Segundo dados do GetNinjas, o cenário aponta para um primeiro trimestre positivo no setor.

Impulsionado pela procura por serviços no período pós-festas, o mercado de serviços começou 2026 com alta na demanda. Em janeiro, o volume de pedidos ficou quase 40% acima da média dos demais meses e avançou 51,77% em relação ao mesmo período de 2025, segundo dados do GetNinjas.
Segundo o estudo, reformas e reparos concentraram parte relevante dos pedidos no início do ano, ligados à melhoria dos imóveis, seja para manutenção, adaptação de espaços ou reorganização da casa. Serviços domésticos e mudanças também ganharam espaço, associados à reorganização familiar e trocas de endereço.
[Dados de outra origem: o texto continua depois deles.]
//! SQLite storage layer for Stagecast

mod events;
mod messages;
mod migrations;
mod parse;
mod traits;
mod users;
mod webhooks;
mod webinars;

use std::path::Path;

use chrono::{DateTime, Utc};
use rusqlite::Connection;
use tracing::instrument;
use uuid::Uuid;

use crate::error::Result;
use crate::models::{
    AuthSession, CountdownTimer, CtaButton, Schedule, ScriptedMessage, User, Webhook, Webinar,
};

pub use events::EventStore;
pub use messages::MessageStore;
pub use traits::{EventRepository, Storage, UserRepository, WebhookRepository, WebinarRepository};
pub use users::UserStore;
pub use webhooks::WebhookStore;
pub use webinars::WebinarStore;

/// Main database handle
pub struct Database {
    conn: Connection,
}

impl Database {
    /// Open or create database at the given path
    #[instrument(skip(path), fields(path = %path.as_ref().display()))]
    pub fn open<P: AsRef<Path>>(path: P) -> Result<Self> {
        let conn = Connection::open(path)?;
        conn.execute_batch("PRAGMA foreign_keys = ON")?;
        let db = Self { conn };
        db.init()?;
        Ok(db)
    }

    /// Open in-memory database (for testing)
    #[instrument]
    pub fn open_in_memory() -> Result<Self> {
        let conn = Connection::open_in_memory()?;
        conn.execute_batch("PRAGMA foreign_keys = ON")?;
        let db = Self { conn };
        db.init()?;
        Ok(db)
    }

    /// Initialize database schema via migrations
    fn init(&self) -> Result<()> {
        migrations::run_migrations(&self.conn)?;
        Ok(())
    }

    /// Get current schema version
    pub fn schema_version(&self) -> u32 {
        self.conn
            .query_row("SELECT MAX(version) FROM schema_migrations", [], |row| {
                row.get(0)
            })
            .unwrap_or(0)
    }

    pub fn users(&self) -> UserStore<'_> {
        UserStore::new(&self.conn)
    }

    pub fn webinars(&self) -> WebinarStore<'_> {
        WebinarStore::new(&self.conn)
    }

    pub fn messages(&self) -> MessageStore<'_> {
        MessageStore::new(&self.conn)
    }

    pub fn events(&self) -> EventStore<'_> {
        EventStore::new(&self.conn)
    }

    pub fn webhooks(&self) -> WebhookStore<'_> {
        WebhookStore::new(&self.conn)
    }
}

// Implement repository traits for Database
// This enables using Database through the trait interface

impl UserRepository for Database {
    fn create_user(&self, user: &User) -> Result<()> {
        self.users().create(user)
    }

    fn find_user_by_id(&self, id: Uuid) -> Result<Option<User>> {
        self.users().find_by_id(id)
    }

    fn find_user_by_username(&self, username: &str) -> Result<Option<User>> {
        self.users().find_by_username(username)
    }

    fn update_last_login(&self, user_id: Uuid) -> Result<()> {
        self.users().update_last_login(user_id)
    }

    fn create_session(&self, session: &AuthSession) -> Result<()> {
        self.users().create_session(session)
    }

    fn find_valid_session(&self, session_id: Uuid) -> Result<Option<AuthSession>> {
        self.users().find_valid_session(session_id)
    }

    fn delete_session(&self, session_id: Uuid) -> Result<()> {
        self.users().delete_session(session_id)
    }

    fn cleanup_expired_sessions(&self) -> Result<u64> {
        self.users().cleanup_expired_sessions()
    }
}

impl WebinarRepository for Database {
    fn create_webinar(&self, webinar: &Webinar) -> Result<()> {
        self.webinars().create(webinar)
    }

    fn find_webinar_by_id(&self, id: Uuid) -> Result<Option<Webinar>> {
        self.webinars().find_by_id(id)
    }

    fn find_webinar_by_slug(&self, slug: &str) -> Result<Option<Webinar>> {
        self.webinars().find_by_slug(slug)
    }

    fn list_webinars_for_owner(&self, owner_id: Uuid) -> Result<Vec<Webinar>> {
        self.webinars().list_for_owner(owner_id)
    }

    fn update_webinar(&self, webinar: &Webinar) -> Result<()> {
        self.webinars().update(webinar)
    }

    fn reschedule_webinar(
        &self,
        webinar_id: Uuid,
        schedule: Schedule,
        now: DateTime<Utc>,
    ) -> Result<()> {
        self.webinars().reschedule(webinar_id, schedule, now)
    }

    fn delete_webinar(&self, webinar_id: Uuid) -> Result<()> {
        self.webinars().delete(webinar_id)
    }
}

impl EventRepository for Database {
    fn add_message(&self, message: &ScriptedMessage) -> Result<()> {
        self.messages().create(message)
    }

    fn list_messages(&self, webinar_id: Uuid) -> Result<Vec<ScriptedMessage>> {
        self.messages().list_for_webinar(webinar_id)
    }

    fn delete_message(&self, message_id: Uuid) -> Result<()> {
        self.messages().delete(message_id)
    }

    fn add_cta(&self, button: &CtaButton) -> Result<()> {
        self.events().create_cta(button)
    }

    fn list_ctas(&self, webinar_id: Uuid) -> Result<Vec<CtaButton>> {
        self.events().list_ctas(webinar_id)
    }

    fn delete_cta(&self, button_id: Uuid) -> Result<()> {
        self.events().delete_cta(button_id)
    }

    fn add_timer(&self, timer: &CountdownTimer) -> Result<()> {
        self.events().create_timer(timer)
    }

    fn list_timers(&self, webinar_id: Uuid) -> Result<Vec<CountdownTimer>> {
        self.events().list_timers(webinar_id)
    }

    fn delete_timer(&self, timer_id: Uuid) -> Result<()> {
        self.events().delete_timer(timer_id)
    }
}

impl WebhookRepository for Database {
    fn add_webhook(&self, webhook: &Webhook) -> Result<()> {
        self.webhooks().create(webhook)
    }

    fn list_webhooks(&self, webinar_id: Uuid) -> Result<Vec<Webhook>> {
        self.webhooks().list_for_webinar(webinar_id)
    }

    fn set_webhook_enabled(&self, webhook_id: Uuid, enabled: bool) -> Result<()> {
        self.webhooks().set_enabled(webhook_id, enabled)
    }

    fn delete_webhook(&self, webhook_id: Uuid) -> Result<()> {
        self.webhooks().delete(webhook_id)
    }
}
“Janeiro funciona como um grande ponto de virada para o consumidor. É quando decisões que ficaram em espera acabam saindo do papel, o que aquece de forma muito clara o mercado de serviços”, explica Pedro Nazareth, diretor Comercial e de Novos Negócios do GetNinjas.
Os dados indicam ainda maior volume de demanda para profissionais autônomos e pequenos prestadores de serviço nesse período.
Consumo em 2026
Com o avanço da digitalização, a busca por conveniência e a preferência por experiências, as famílias vão priorizar o consumo em serviços em vez da compra de bens duráveis e discricionários no início de 2026. Segundo projeção do Ibevar (Instituto Brasileiro de Executivos de Varejo), em parceria com a FIA Business School, enquanto o varejo de bens deve recuar 0,48% no primeiro trimestre, o de serviços deve crescer 2,8%, em relação ao mesmo período do ano passado.
No varejo de bens, segmentos essenciais e ligados ao consumo recorrente devem sustentar o crescimento, com destaque para artigos farmacológicos, médicos e de perfumaria, que devem avançar 6,86%; vestuário e calçados (2,69%); equipamentos para escritório e comunicação (3,97%) e hipermercados e supermercados (1,02%).
Já os setores que dependem de maiores investimentos e crédito devem apresentar queda, entre eles automóveis, motos, partes e peças (-2,25%), materiais de construção (-1,75%), móveis e eletrodomésticos (-1,99%) e livros e papelaria (-3,56%).